Milbank was born on 2 May 1795 and baptised at Well, North Yorkshire. He was the eldest son of William Milbank and Dorothy ( Wise) Milbank. His father bought Thorp Perrow Hall, Snape Castle, and Snape village in 1798.

His father was born illegitimately and named William Melville at birth but had his name legally changed to William Milbank by Royal Warrant in 1792 in order for him inherit the estates of his father, Mark Milbank. His maternal grandfather was John Wise of Woolston, Devon.

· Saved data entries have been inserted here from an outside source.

//! Macro for defining non-empty string name types.
//!
//! Generated types reject empty strings at every construction point,
//! including deserialization.

/// Define a strongly-typed, non-empty string newtype.
///
/// Generates:
/// - The struct with `Debug, Clone, PartialEq, Eq, Hash, PartialOrd, Ord, Serialize`
/// - A `Deserialize` impl that rejects empty strings
/// - `new()` (panics on empty), `try_new()`, `as_str()`, `into_inner()`
/// - `Display`, `AsRef<str>`, `Deref<Target=str>`, `Borrow<str>`, `TryFrom<&str>`
/// - Comparisons against `str`, `&str` and `String`
macro_rules! define_name_type {
    (
        $(#[$meta:meta])*
        $vis:vis struct $Name:ident;
    ) => {
        $(#[$meta])*
        #[derive(Debug, Clone, PartialEq, Eq, Hash, PartialOrd, Ord, serde::Serialize)]
        #[serde(transparent)]
        $vis struct $Name(String);

        impl<'de> serde::Deserialize<'de> for $Name {
            fn deserialize<D>(deserializer: D) -> Result<Self, D::Error>
            where
                D: serde::Deserializer<'de>,
            {
                let s = String::deserialize(deserializer)?;
                $Name::try_new(s).ok_or_else(|| {
                    serde::de::Error::custom(concat!(stringify!($Name), " must not be empty"))
                })
            }
        }

        impl $Name {
            /// Create a new name, panicking if it is empty.
            ///
            /// Prefer [`try_new`](Self::try_new) for untrusted input.
            pub fn new(name: impl Into<String>) -> Self {
                let s = name.into();
                assert!(!s.is_empty(), concat!(stringify!($Name), " must not be empty"));
                Self(s)
            }

            /// Create a new name, returning `None` if it is empty.
            pub fn try_new(name: impl Into<String>) -> Option<Self> {
                let s = name.into();
                (!s.is_empty()).then_some(Self(s))
            }

            /// Borrow the name as a string slice.
            pub fn as_str(&self) -> &str {
                &self.0
            }

            /// Consume the wrapper and return the inner `String`.
            pub fn into_inner(self) -> String {
                self.0
            }
        }

        impl std::fmt::Display for $Name {
            fn fmt(&self, f: &mut std::fmt::Formatter<'_>) -> std::fmt::Result {
                f.write_str(&self.0)
            }
        }

        impl AsRef<str> for $Name {
            fn as_ref(&self) -> &str {
                &self.0
            }
        }

        impl std::ops::Deref for $Name {
            type Target = str;
            fn deref(&self) -> &str {
                &self.0
            }
        }

        impl std::borrow::Borrow<str> for $Name {
            fn borrow(&self) -> &str {
                &self.0
            }
        }

        impl TryFrom<&str> for $Name {
            type Error = &'static str;
            fn try_from(s: &str) -> Result<Self, Self::Error> {
                Self::try_new(s).ok_or(concat!(stringify!($Name), " must not be empty"))
            }
        }

        impl From<$Name> for String {
            fn from(name: $Name) -> String {
                name.0
            }
        }

        impl PartialEq<str> for $Name {
            fn eq(&self, other: &str) -> bool {
                self.0 == other
            }
        }

        impl PartialEq<&str> for $Name {
            fn eq(&self, other: &&str) -> bool {
                self.0 == *other
            }
        }

        impl PartialEq<String> for $Name {
            fn eq(&self, other: &String) -> bool {
                self.0 == *other
            }
        }
    };
}

pub(crate) use define_name_type;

He was educated at Harrow School from 1805 to 1813 before matriculating at Oriel College, Oxford in 1813.

==Career==
He succeeded to his father's estates in North Yorkshire in 1802, including Barningham Park, which had been home to the Milbank family since 1690. He was elected to Brooks's in February 1818. His wife, Lady Augusta, created the pinetum on the family estate.

Milbank was returned for the borough of Camelford in 1818 on his father-in-law Lord Darlington's interest, but was unseated on petition. Two years later in 1820, however, he was returned unopposed. At the general election in summer 1822, Milbank and Sheldon Cradock, another nominee of his father-in-law, were returned for Camelford ahead of two candidates of The Earl of Yarmouth (who had to leave the House upon becoming the 3rd Marquess of Hertford).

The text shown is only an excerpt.